The Roll Letter report explained: “The police always came and the meetings were held in many different places – once on a sea beach, once from a pier and once in a town hall but most often in market places. The audiences were mostly working men. Some women came to hear us and sometimes a passing tourist.

“We always began by saying what we wanted and to what society we belonged. Four of us spoke and the whole meeting lasted about an hour and a quarter.

“We said why we wanted to vote: talked of justice, of taxation without representation: of the needs of working women and the influence of the home on politics: of the actual political position of women and their need for political power and of all the other various reasons for advocating Women’s Suffrage.
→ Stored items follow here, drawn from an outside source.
impl DeviceDriver for TapDriver {
    fn open(&self, path: &str) -> TunnelResult<Arc<dyn DeviceChannel>> {
        let name = wide(path);
        let handle = unsafe {
            CreateFileW(
                name.as_ptr(),
                GENERIC_READ | GENERIC_WRITE,
                FILE_SHARE_READ | FILE_SHARE_WRITE,
                ptr::null(),
                OPEN_EXISTING,
                FILE_ATTRIBUTE_SYSTEM | FILE_FLAG_OVERLAPPED,
                ptr::null_mut(),
            )
        };
        if is_invalid(handle) {
            return Err(TunnelError::open(path, io::Error::last_os_error()));
        }
        Ok(Arc::new(TapChannel {
            handle: Arc::new(TapHandle {
                raw: handle,
                closed: AtomicBool::new(false),
            }),
            poll_ms: self.poll_interval.as_millis().clamp(1, u128::from(u32::MAX - 1)) as u32,
            scratch: Mutex::new(Vec::new()),
        }))
    }
}

/// Owned TAP device handle, closed on drop.
struct TapHandle {
    raw: HANDLE,
    closed: AtomicBool,
}

// SAFETY: the raw handle is only used with thread-safe kernel calls, and
// every overlapped operation owns its own OVERLAPPED and event.
unsafe impl Send for TapHandle {}
unsafe impl Sync for TapHandle {}

impl Drop for TapHandle {
    fn drop(&mut self) {
        unsafe {
            CloseHandle(self.raw);
        }
    }
}

/// Manual-reset event owned by one overlapped operation.
struct Event(HANDLE);

impl Event {
    fn new() -> io::Result<Self> {
        let raw = unsafe { CreateEventW(ptr::null(), 1, 0, ptr::null()) };
        if raw.is_null() {
            return Err(io::Error::last_os_error());
        }
        Ok(Event(raw))
    }

    fn overlapped(&self) -> OVERLAPPED {
        let mut overlapped: OVERLAPPED = unsafe { mem::zeroed() };
        overlapped.hEvent = self.0;
        overlapped
    }
}

impl Drop for Event {
    fn drop(&mut self) {
        unsafe {
            CloseHandle(self.0);
        }
    }
}

enum Completion {
    Done(u32),
    TimedOut,
}

impl TapHandle {
    /// Wait for an overlapped operation started on this handle.
    ///
    /// `started` is the BOOL returned by the call that issued it.
    fn complete(&self, started: i32, event: &Event, overlapped: &OVERLAPPED, wait_ms: u32) -> io::Result<Completion> {
        if started == 0 {
            let code = unsafe { GetLastError() };
            if code != ERROR_IO_PENDING {
                return Err(io::Error::from_raw_os_error(code as i32));
            }
            match unsafe { WaitForSingleObject(event.0, wait_ms) } {
                WAIT_OBJECT_0 => {}
                WAIT_TIMEOUT => {
                    unsafe {
                        CancelIoEx(self.raw, overlapped);
                    }
                    return match self.result(overlapped) {
                        Ok(n) => Ok(Completion::Done(n)),
                        Err(e) if e.raw_os_error() == Some(ERROR_OPERATION_ABORTED as i32) => {
                            Ok(Completion::TimedOut)
                        }
                        Err(e) => Err(e),
                    };
                }
                _ => {
                    let error = io::Error::last_os_error();
                    // The kernel still owns `overlapped` and the buffer until
                    // the request is cancelled and reaped.
                    unsafe {
                        CancelIoEx(self.raw, overlapped);
                    }
                    let _ = self.result(overlapped);
                    return Err(error);
                }
            }
        }
        self.result(overlapped).map(Completion::Done)
    }

    fn result(&self, overlapped: &OVERLAPPED) -> io::Result<u32> {
        let mut transferred = 0u32;
        if unsafe { GetOverlappedResult(self.raw, overlapped, &mut transferred, 1) } == 0 {
            return Err(io::Error::last_os_error());
        }
        Ok(transferred)
    }

    fn read(&self, buf: &mut [u8], poll_ms: u32) -> TunnelResult<usize> {
        if self.closed.load(Ordering::SeqCst) {
            return Err(TunnelError::Closed);
        }
        let event = Event::new()?;
        let mut overlapped = event.overlapped();
        let started = unsafe {
            ReadFile(self.raw, buf.as_mut_ptr(), buf.len() as u32, ptr::null_mut(), &mut overlapped)
        };
        match self.complete(started, &event, &overlapped, poll_ms) {
            Ok(Completion::Done(n)) => Ok(n as usize),
            Ok(Completion::TimedOut) if self.closed.load(Ordering::SeqCst) => Err(TunnelError::Closed),
            Ok(Completion::TimedOut) => Ok(0),
            Err(e) => Err(self.classify(e, buf.len())),
        }
    }

    fn write(&self, frame: &[u8]) -> TunnelResult<usize> {
        if self.closed.load(Ordering::SeqCst) {
            return Err(TunnelError::Closed);
        }
        let event = Event::new()?;
        let mut overlapped = event.overlapped();
        let started = unsafe {
            WriteFile(self.raw, frame.as_ptr(), frame.len() as u32, ptr::null_mut(), &mut overlapped)
        };
        match self.complete(started, &event, &overlapped, INFINITE) {
            Ok(Completion::Done(n)) => Ok(n as usize),
            Ok(Completion::TimedOut) => Err(TunnelError::Closed),
            Err(e) => Err(self.classify(e, frame.len())),
        }
    }

    fn control(&self, code: u32, input: &[u8], output: &mut [u8]) -> io::Result<usize> {
        let event = Event::new()?;
        let mut overlapped = event.overlapped();
        let started = unsafe {
            DeviceIoControl(
                self.raw,
                code,
                input.as_ptr() as *const c_void,
                input.len() as u32,
                output.as_mut_ptr() as *mut c_void,
                output.len() as u32,
                ptr::null_mut(),
                &mut overlapped,
            )
        };
        match self.complete(started, &event, &overlapped, CONTROL_TIMEOUT_MS)? {
            Completion::Done(n) => Ok(n as usize),
            Completion::TimedOut => Err(io::Error::from(io::ErrorKind::TimedOut)),
        }
    }

    fn classify(&self, error: io::Error, capacity: usize) -> TunnelError {
        match error.raw_os_error() {
            Some(code) if code == ERROR_MORE_DATA as i32 => TunnelError::FrameTooLarge { capacity },
            Some(code) if code == ERROR_OPERATION_ABORTED as i32 && self.closed.load(Ordering::SeqCst) => {
                TunnelError::Closed
            }
            _ => TunnelError::Io(error),
        }
    }
}

/// Open TAP adapter. Blocking kernel waits run on the blocking thread pool.
///
/// `control` blocks for at most [`CONTROL_TIMEOUT_MS`]; callers on an async
/// runtime run it off the worker threads.
struct TapChannel {
    handle: Arc<TapHandle>,
    poll_ms: u32,
    /// Read buffer handed to the blocking pool and back between polls.
    scratch: Mutex<Vec<u8>>,
}

impl TapChannel {
    fn take_scratch(&self, len: usize) -> Vec<u8> {
        let mut scratch = mem::take(&mut *self.scratch.lock().unwrap_or_else(PoisonError::into_inner));
        scratch.resize(len, 0);
        scratch
    }

    fn return_scratch(&self, scratch: Vec<u8>) {
        *self.scratch.lock().unwrap_or_else(PoisonError::into_inner) = scratch;
    }
}

fn join_error(e: tokio::task::JoinError) -> TunnelError {
    TunnelError::Io(io::Error::other(e))
}

#[async_trait]
impl DeviceChannel for TapChannel {
    async fn read(&self, buf: &mut [u8]) -> TunnelResult<usize> {
        let handle = Arc::clone(&self.handle);
        let poll_ms = self.poll_ms;
        let mut scratch = self.take_scratch(buf.len());
        let (result, scratch) = tokio::task::spawn_blocking(move || {
            let result = handle.read(&mut scratch, poll_ms);
            (result, scratch)
        })
        .await
        .map_err(join_error)?;
        let copied = result.map(|n| {
            buf[..n].copy_from_slice(&scratch[..n]);
            n
        });
        self.return_scratch(scratch);
        copied
    }

    async fn write(&self, frame: &[u8]) -> TunnelResult<usize> {
        let handle = Arc::clone(&self.handle);
        let frame = frame.to_vec();
        tokio::task::spawn_blocking(move || handle.write(&frame))
            .await
            .map_err(join_error)?
    }

    fn control(&self, code: u32, input: &[u8], output: &mut [u8]) -> io::Result<usize> {
        self.handle.control(code, input, output)
    }

    fn close(&self) {
        if !self.handle.closed.swap(true, Ordering::SeqCst) {
            unsafe {
                CancelIoEx(self.handle.raw, ptr::null());
            }
        }
    }
}

#[cfg(test)]
mod tests {
    use super::*;

    #[test]
    fn multi_sz_parsing() {
        let raw: Vec<u16> = "root\\tap0901\0tap0901\0\0".encode_utf16().collect();
        assert_eq!(wide_strings(&raw), vec!["root\\tap0901", "tap0901"]);
    }

    #[test]
    fn tap_device_path() {
        let id = AdapterIdentifier::parse("3f2504e0-4f89-11d3-9a0c-0305e82c3301").unwrap();
        assert_eq!(
            SetupApiEnumerator::new().device_path(&id),
            r"\\.\Global\{3F2504E0-4F89-11D3-9A0C-0305E82C3301}.tap"
        );
    }

    #[test]
    fn opening_missing_device_fails_with_code() {
        let driver = TapDriver::new(Duration::from_millis(50));
        match driver.open(r"\\.\Global\{00000000-0000-0000-0000-000000000000}.tap") {
            Err(TunnelError::Open { code, .. }) => assert!(code.is_some()),
            Err(other) => panic!("unexpected error: {other}"),
            Ok(_) => panic!("opened a nonexistent device"),
        }
    }
}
“Then we made an appeal for money and asked for questions. There were generally a good many of these but they were always the same…

“Why don’t you go home?”

“Do you want to sit in parliament?”

“Votes will break up the home”

“Do you want all women to vote?”

Ray and Frances explained in their report that one of the group would answer the questions ‘as best she could’ while the rest of them would collect money in a hat and distribute pamphlets.

The report added: “We always had a good collection and the men were very willing to talk. We met with no rudeness, but much kindness and we are now convinced that the average English working man is perfectly ready to approve of votes for women.”

It was not until 1918 – some 11 years later – that their aim was partially achieved with the Representation of the People Act, which allowed some women over the age of 30 to vote in national elections.

The Parliament (Qualification of Women) Act followed later the same year and allowed women to stand as Members of Parliament.

It took until 1928 when the Equal Franchise Act was passed in 1928 that women finally won the same voting rights as men.

Yet nine million women did not use their votes in the last general election, one million more than the eight million men who also did not use their vote.

Today two Newnhamites Lucy Frazer (NC 1991) and Diane Abbott (NC 1973) are standing as parliamentary candidates for South East Cambridgeshire and Hackney North and Stoke Newington respectively.

First-time Conservative candidate Lucy is a barrister and former President of the Cambridge Union, she is already being tipped as a political rising star by her party and commentators.

Labour candidate Diane Abbott made history in 1987 by becoming the first black woman ever elected to the British Parliament. She has since built a distinguished career as a parliamentarian and broadcaster.

Use your vote today – it is what Newnham’s foremothers campaigned for.

Caption: Frances Rendel is fifth from the left in the second row from the front and and Ray Costelloe is sixth from the left in the row behind Frances and Ray is wearing a dark jacket.